Stored items:
────────────────────
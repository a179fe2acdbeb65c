//! # Secrets Module
//!
//! Loads the service credentials once at startup. The secrets file is JSON:
//!
//! ```json
//! { "githubToken": "...", "mailApiUrl": "...", "mailApiKey": "...", "mailFrom": "..." }
//! ```
//!
//! It may instead be stored encrypted as two base64 lines (IV, then
//! AES-256-CBC ciphertext with PKCS7 padding), decrypted with the hex key in
//! `TRENDS_SECRETS_KEY`. Non-empty `GITHUB_TOKEN`, `MAIL_API_URL`,
//! `MAIL_API_KEY` and `MAIL_FROM` environment variables override file values.
//!
//! Every failure here is fatal to the caller: the server refuses to start on
//! a secrets file it cannot use.

use std::fmt;
use std::path::{Path, PathBuf};

use aes::Aes256;
use base64::{engine::general_purpose, Engine as _};
use cbc::Decryptor;
use cipher::{block_padding::Pkcs7, BlockDecryptMut, KeyIvInit};
use serde::Deserialize;
use thiserror::Error;
use tracing::info;

/// Used when neither an explicit path nor `TRENDS_SECRETS_PATH` is given, and
/// only if the file exists.
pub const DEFAULT_SECRETS_PATH: &str = "secrets.json";

pub const ENV_SECRETS_PATH: &str = "TRENDS_SECRETS_PATH";
pub const ENV_SECRETS_KEY: &str = "TRENDS_SECRETS_KEY";

#[derive(Debug, Error)]
pub enum SecretLoadError {
    #[error("secrets file not found: {0}")]
    NotFound(PathBuf),

    #[error("failed to read secrets file {path}: {source}")]
    Io {
        path: PathBuf,
        #[source]
        source: std::io::Error,
    },

    #[error("malformed secrets: {0}")]
    Parse(String),

    #[error("failed to decrypt secrets: {0}")]
    Decrypt(String),

    #[error("missing secret: {0}")]
    MissingSecret(String),
}

/// Credentials for the HTTP mail API. Either all three are present or mail
/// is not configured at all.
#[derive(Clone, PartialEq, Eq)]
pub struct MailSecrets {
    pub api_url: String,
    pub api_key: String,
    pub from: String,
}

#[derive(Clone, Default, PartialEq, Eq)]
pub struct Secrets {
    pub github_token: Option<String>,
    pub mail: Option<MailSecrets>,
}

// Secret values never reach the logs.
impl fmt::Debug for Secrets {
    fn fmt(&self, f: &mut fmt::Formatter<'_>) -> fmt::Result {
        f.debug_struct("Secrets")
            .field("github_token", &self.github_token.as_ref().map(|_| "<redacted>"))
            .field("mail", &self.mail)
            .finish()
    }
}

impl fmt::Debug for MailSecrets {
    fn fmt(&self, f: &mut fmt::Formatter<'_>) -> fmt::Result {
        f.debug_struct("MailSecrets")
            .field("api_url", &self.api_url)
            .field("api_key", &"<redacted>")
            .field("from", &self.from)
            .finish()
    }
}

#[derive(Debug, Default, Deserialize)]
#[serde(rename_all = "camelCase", deny_unknown_fields)]
struct SecretsFile {
    github_token: Option<String>,
    mail_api_url: Option<String>,
    mail_api_key: Option<String>,
    mail_from: Option<String>,
}

/// Loads secrets using the process environment.
pub fn load_secrets(path: Option<&Path>) -> Result<Secrets, SecretLoadError> {
    load_secrets_with(path, |name| std::env::var(name).ok())
}

/// # Load Secrets
///
/// Same as [`load_secrets`] with environment lookups routed through `env`.
///
/// ## Logic:
/// 1.  Resolves the file: `path`, else `TRENDS_SECRETS_PATH`, else
///     `secrets.json` if it exists. An explicit path that does not exist is
///     an error; no file at all means "no secrets".
/// 2.  Decrypts the content when it is not plain JSON.
/// 3.  Applies environment overrides and validates the mail triple.
pub fn load_secrets_with<F>(path: Option<&Path>, env: F) -> Result<Secrets, SecretLoadError>
where
    F: Fn(&str) -> Option<String>,
{
    let lookup = |name: &str| env(name).map(|v| v.trim().to_string()).filter(|v| !v.is_empty());

    let explicit = path
        .map(Path::to_path_buf)
        .or_else(|| lookup(ENV_SECRETS_PATH).map(PathBuf::from));

    let file = match explicit {
        Some(path) if !path.exists() => return Err(SecretLoadError::NotFound(path)),
        Some(path) => Some(path),
        None => Some(PathBuf::from(DEFAULT_SECRETS_PATH)).filter(|p| p.exists()),
    };

    let mut parsed = match &file {
        Some(path) => {
            let content = std::fs::read_to_string(path).map_err(|source| SecretLoadError::Io {
                path: path.clone(),
                source,
            })?;
            parse_secrets(&content, lookup(ENV_SECRETS_KEY).as_deref())?
        }
        None => SecretsFile::default(),
    };

    override_with(&mut parsed.github_token, lookup("GITHUB_TOKEN"));
    override_with(&mut parsed.mail_api_url, lookup("MAIL_API_URL"));
    override_with(&mut parsed.mail_api_key, lookup("MAIL_API_KEY"));
    override_with(&mut parsed.mail_from, lookup("MAIL_FROM"));

    let secrets = Secrets {
        github_token: non_blank(parsed.github_token),
        mail: mail_secrets(parsed.mail_api_url, parsed.mail_api_key, parsed.mail_from)?,
    };

    info!(
        component = "secrets",
        file = ?file,
        github_token = secrets.github_token.is_some(),
        mail = secrets.mail.is_some(),
        "secrets loaded"
    );
    Ok(secrets)
}

fn override_with(slot: &mut Option<String>, value: Option<String>) {
    if value.is_some() {
        *slot = value;
    }
}

fn non_blank(value: Option<String>) -> Option<String> {
    value.map(|v| v.trim().to_string()).filter(|v| !v.is_empty())
}

fn mail_secrets(
    api_url: Option<String>,
    api_key: Option<String>,
    from: Option<String>,
) -> Result<Option<MailSecrets>, SecretLoadError> {
    match (non_blank(api_url), non_blank(api_key), non_blank(from)) {
        (None, None, None) => Ok(None),
        (Some(api_url), Some(api_key), Some(from)) => Ok(Some(MailSecrets { api_url, api_key, from })),
        (api_url, api_key, _) => {
            let missing = if api_url.is_none() {
                "mailApiUrl"
            } else if api_key.is_none() {
                "mailApiKey"
            } else {
                "mailFrom"
            };
            Err(SecretLoadError::MissingSecret(missing.to_string()))
        }
    }
}

/// Plain JSON is used as is; anything else must be the encrypted format.
fn parse_secrets(content: &str, key: Option<&str>) -> Result<SecretsFile, SecretLoadError> {
    let trimmed = content.trim();
    let plain = if trimmed.starts_with('{') {
        trimmed.as_bytes().to_vec()
    } else {
        let key = key.ok_or_else(|| SecretLoadError::MissingSecret(ENV_SECRETS_KEY.to_string()))?;
        decrypt_payload(trimmed, key)?
    };
    serde_json::from_slice(&plain).map_err(|e| SecretLoadError::Parse(e.to_string()))
}

/// Decrypts the two-line `base64(IV)` / `base64(ciphertext)` format.
fn decrypt_payload(content: &str, hex_key: &str) -> Result<Vec<u8>, SecretLoadError> {
    let lines: Vec<&str> = content
        .lines()
        .map(str::trim)
        .filter(|l| !l.is_empty())
        .collect();
    if lines.len() != 2 {
        return Err(SecretLoadError::Parse(format!(
            "expected 2 lines (IV and ciphertext), found {}",
            lines.len()
        )));
    }

    let iv = general_purpose::STANDARD
        .decode(lines[0])
        .map_err(|e| SecretLoadError::Parse(format!("invalid base64 IV: {e}")))?;
    let mut buf = general_purpose::STANDARD
        .decode(lines[1])
        .map_err(|e| SecretLoadError::Parse(format!("invalid base64 ciphertext: {e}")))?;
    if buf.is_empty() {
        return Err(SecretLoadError::Decrypt("ciphertext is empty".to_string()));
    }

    let key: [u8; 32] = hex::decode(hex_key.trim())
        .map_err(|e| SecretLoadError::Decrypt(format!("invalid key hex: {e}")))?
        .try_into()
        .map_err(|k: Vec<u8>| SecretLoadError::Decrypt(format!("key must be 32 bytes, found {}", k.len())))?;
    let iv: [u8; 16] = iv
        .as_slice()
        .try_into()
        .map_err(|_| SecretLoadError::Parse(format!("invalid IV length: {}", iv.len())))?;

    let plain = Decryptor::<Aes256>::new(&key.into(), &iv.into())
        .decrypt_padded_mut::<Pkcs7>(&mut buf)
        .map_err(|_| SecretLoadError::Decrypt("bad padding, verify the decryption key".to_string()))?;
    Ok(plain.to_vec())
}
────────────────────
The required answer is each line of the data in which the word "lines" appears.

Completed exercise:
//! It may instead be stored encrypted as two base64 lines (IV, then
    let lines: Vec<&str> = content
        .lines()
    if lines.len() != 2 {
            "expected 2 lines (IV and ciphertext), found {}",
            lines.len()
        .decode(lines[0])
        .decode(lines[1])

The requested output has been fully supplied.